_WORK TO COMPLETE_:
Return each entry exactly, omitting nothing.

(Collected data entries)
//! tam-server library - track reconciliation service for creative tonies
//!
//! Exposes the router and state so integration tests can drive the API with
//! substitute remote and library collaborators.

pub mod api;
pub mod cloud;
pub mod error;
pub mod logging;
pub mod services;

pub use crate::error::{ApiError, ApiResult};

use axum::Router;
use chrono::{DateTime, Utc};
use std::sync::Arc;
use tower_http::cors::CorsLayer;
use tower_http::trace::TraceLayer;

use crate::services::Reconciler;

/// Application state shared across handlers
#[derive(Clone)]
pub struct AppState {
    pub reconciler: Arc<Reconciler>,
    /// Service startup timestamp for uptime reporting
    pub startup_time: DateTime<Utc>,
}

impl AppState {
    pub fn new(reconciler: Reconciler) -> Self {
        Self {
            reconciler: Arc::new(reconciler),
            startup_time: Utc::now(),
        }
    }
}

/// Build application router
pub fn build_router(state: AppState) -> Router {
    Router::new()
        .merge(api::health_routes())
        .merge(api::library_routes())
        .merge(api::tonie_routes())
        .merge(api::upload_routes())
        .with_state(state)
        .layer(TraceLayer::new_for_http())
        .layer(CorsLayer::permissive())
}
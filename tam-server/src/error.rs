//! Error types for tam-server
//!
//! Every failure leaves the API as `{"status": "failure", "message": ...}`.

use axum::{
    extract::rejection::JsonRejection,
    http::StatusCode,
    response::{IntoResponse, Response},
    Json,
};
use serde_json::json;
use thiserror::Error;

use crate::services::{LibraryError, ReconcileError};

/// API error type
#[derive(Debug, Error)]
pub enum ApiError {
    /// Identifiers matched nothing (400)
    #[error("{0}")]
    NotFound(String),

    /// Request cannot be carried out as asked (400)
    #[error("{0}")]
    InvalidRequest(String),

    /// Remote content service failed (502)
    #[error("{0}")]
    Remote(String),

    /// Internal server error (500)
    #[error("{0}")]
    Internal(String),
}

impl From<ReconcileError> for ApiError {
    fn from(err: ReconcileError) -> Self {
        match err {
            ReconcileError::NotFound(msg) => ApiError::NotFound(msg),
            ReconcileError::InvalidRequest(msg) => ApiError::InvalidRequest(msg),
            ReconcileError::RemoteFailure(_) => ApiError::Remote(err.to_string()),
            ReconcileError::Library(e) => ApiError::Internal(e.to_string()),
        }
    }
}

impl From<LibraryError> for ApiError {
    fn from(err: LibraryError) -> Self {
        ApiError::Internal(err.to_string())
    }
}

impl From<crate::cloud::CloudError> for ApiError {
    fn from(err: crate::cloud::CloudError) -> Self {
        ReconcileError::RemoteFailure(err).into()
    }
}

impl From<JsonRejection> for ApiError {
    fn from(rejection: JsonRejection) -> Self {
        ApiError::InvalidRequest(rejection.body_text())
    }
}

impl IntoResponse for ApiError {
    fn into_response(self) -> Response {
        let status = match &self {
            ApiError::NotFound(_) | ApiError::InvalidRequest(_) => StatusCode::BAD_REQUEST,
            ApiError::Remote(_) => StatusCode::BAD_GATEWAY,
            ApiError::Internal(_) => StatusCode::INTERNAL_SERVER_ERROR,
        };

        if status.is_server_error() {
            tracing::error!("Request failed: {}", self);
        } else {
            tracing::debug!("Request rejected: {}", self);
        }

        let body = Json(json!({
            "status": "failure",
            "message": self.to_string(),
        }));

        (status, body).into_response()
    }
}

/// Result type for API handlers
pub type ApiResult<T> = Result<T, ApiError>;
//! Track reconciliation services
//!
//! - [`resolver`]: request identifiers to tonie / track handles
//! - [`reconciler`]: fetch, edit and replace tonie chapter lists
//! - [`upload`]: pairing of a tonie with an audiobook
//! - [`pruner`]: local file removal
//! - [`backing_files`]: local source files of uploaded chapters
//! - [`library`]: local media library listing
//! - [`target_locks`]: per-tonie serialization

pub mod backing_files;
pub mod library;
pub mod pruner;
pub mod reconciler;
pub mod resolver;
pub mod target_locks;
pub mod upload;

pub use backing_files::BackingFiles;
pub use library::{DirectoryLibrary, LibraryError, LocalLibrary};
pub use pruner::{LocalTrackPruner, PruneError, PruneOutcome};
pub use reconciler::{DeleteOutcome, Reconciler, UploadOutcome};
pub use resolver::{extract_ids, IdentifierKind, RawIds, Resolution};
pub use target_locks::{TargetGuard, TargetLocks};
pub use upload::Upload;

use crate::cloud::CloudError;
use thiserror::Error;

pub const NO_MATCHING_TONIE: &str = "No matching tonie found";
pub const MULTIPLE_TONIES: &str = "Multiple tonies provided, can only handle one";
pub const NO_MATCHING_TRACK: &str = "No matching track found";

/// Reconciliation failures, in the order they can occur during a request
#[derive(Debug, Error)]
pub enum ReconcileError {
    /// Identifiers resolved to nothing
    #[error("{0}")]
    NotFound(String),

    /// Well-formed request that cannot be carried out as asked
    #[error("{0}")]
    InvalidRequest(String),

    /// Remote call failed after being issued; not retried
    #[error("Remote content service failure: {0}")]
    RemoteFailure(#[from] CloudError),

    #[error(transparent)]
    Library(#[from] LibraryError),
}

_SOLUTION TO THE PROBLEM_:
//! tam-server library - track reconciliation service for creative tonies
//!
//! Exposes the router and state so integration tests can drive the API with
//! substitute remote and library collaborators.

pub mod api;
pub mod cloud;
pub mod error;
pub mod logging;
pub mod services;

pub use crate::error::{ApiError, ApiResult};

use axum::Router;
use chrono::{DateTime, Utc};
use std::sync::Arc;
use tower_http::cors::CorsLayer;
use tower_http::trace::TraceLayer;

use crate::services::Reconciler;

/// Application state shared across handlers
#[derive(Clone)]
pub struct AppState {
    pub reconciler: Arc<Reconciler>,
    /// Service startup timestamp for uptime reporting
    pub startup_time: DateTime<Utc>,
}

impl AppState {
    pub fn new(reconciler: Reconciler) -> Self {
        Self {
            reconciler: Arc::new(reconciler),
            startup_time: Utc::now(),
        }
    }
}

/// Build application router
pub fn build_router(state: AppState) -> Router {
    Router::new()
        .merge(api::health_routes())
        .merge(api::library_routes())
        .merge(api::tonie_routes())
        .merge(api::upload_routes())
        .with_state(state)
        .layer(TraceLayer::new_for_http())
        .layer(CorsLayer::permissive())
}
filename tam-server/src/error.rs
//! Error types for tam-server
//!
//! Every failure leaves the API as `{"status": "failure", "message": ...}`.

use axum::{
    extract::rejection::JsonRejection,
    http::StatusCode,
    response::{IntoResponse, Response},
    Json,
};
use serde_json::json;
use thiserror::Error;

use crate::services::{LibraryError, ReconcileError};

/// API error type
#[derive(Debug, Error)]
pub enum ApiError {
    /// Identifiers matched nothing (400)
    #[error("{0}")]
    NotFound(String),

    /// Request cannot be carried out as asked (400)
    #[error("{0}")]
    InvalidRequest(String),

    /// Remote content service failed (502)
    #[error("{0}")]
    Remote(String),

    /// Internal server error (500)
    #[error("{0}")]
    Internal(String),
}

impl From<ReconcileError> for ApiError {
    fn from(err: ReconcileError) -> Self {
        match err {
            ReconcileError::NotFound(msg) => ApiError::NotFound(msg),
            ReconcileError::InvalidRequest(msg) => ApiError::InvalidRequest(msg),
            ReconcileError::RemoteFailure(_) => ApiError::Remote(err.to_string()),
            ReconcileError::Library(e) => ApiError::Internal(e.to_string()),
        }
    }
}

impl From<LibraryError> for ApiError {
    fn from(err: LibraryError) -> Self {
        ApiError::Internal(err.to_string())
    }
}

impl From<crate::cloud::CloudError> for ApiError {
    fn from(err: crate::cloud::CloudError) -> Self {
        ReconcileError::RemoteFailure(err).into()
    }
}

impl From<JsonRejection> for ApiError {
    fn from(rejection: JsonRejection) -> Self {
        ApiError::InvalidRequest(rejection.body_text())
    }
}

impl IntoResponse for ApiError {
    fn into_response(self) -> Response {
        let status = match &self {
            ApiError::NotFound(_) | ApiError::InvalidRequest(_) => StatusCode::BAD_REQUEST,
            ApiError::Remote(_) => StatusCode::BAD_GATEWAY,
            ApiError::Internal(_) => StatusCode::INTERNAL_SERVER_ERROR,
        };

        if status.is_server_error() {
            tracing::error!("Request failed: {}", self);
        } else {
            tracing::debug!("Request rejected: {}", self);
        }

        let body = Json(json!({
            "status": "failure",
            "message": self.to_string(),
        }));

        (status, body).into_response()
    }
}

/// Result type for API handlers
pub type ApiResult<T> = Result<T, ApiError>;
//! Track reconciliation services
//!
//! - [`resolver`]: request identifiers to tonie / track handles
//! - [`reconciler`]: fetch, edit and replace tonie chapter lists
//! - [`upload`]: pairing of a tonie with an audiobook
//! - [`pruner`]: local file removal
//! - [`backing_files`]: local source files of uploaded chapters
//! - [`library`]: local media library listing
//! - [`target_locks`]: per-tonie serialization

pub mod backing_files;
pub mod library;
pub mod pruner;
pub mod reconciler;
pub mod resolver;
pub mod target_locks;
pub mod upload;

pub use backing_files::BackingFiles;
pub use library::{DirectoryLibrary, LibraryError, LocalLibrary};
pub use pruner::{LocalTrackPruner, PruneError, PruneOutcome};
pub use reconciler::{DeleteOutcome, Reconciler, UploadOutcome};
pub use resolver::{extract_ids, IdentifierKind, RawIds, Resolution};
pub use target_locks::{TargetGuard, TargetLocks};
pub use upload::Upload;

use crate::cloud::CloudError;
use thiserror::Error;

pub const NO_MATCHING_TONIE: &str = "No matching tonie found";
pub const MULTIPLE_TONIES: &str = "Multiple tonies provided, can only handle one";
pub const NO_MATCHING_TRACK: &str = "No matching track found";

/// Reconciliation failures, in the order they can occur during a request
#[derive(Debug, Error)]
pub enum ReconcileError {
    /// Identifiers resolved to nothing
    #[error("{0}")]
    NotFound(String),

    /// Well-formed request that cannot be carried out as asked
    #[error("{0}")]
    InvalidRequest(String),

    /// Remote call failed after being issued; not retried
    #[error("Remote content service failure: {0}")]
    RemoteFailure(#[from] CloudError),

    #[error(transparent)]
    Library(#[from] LibraryError),
}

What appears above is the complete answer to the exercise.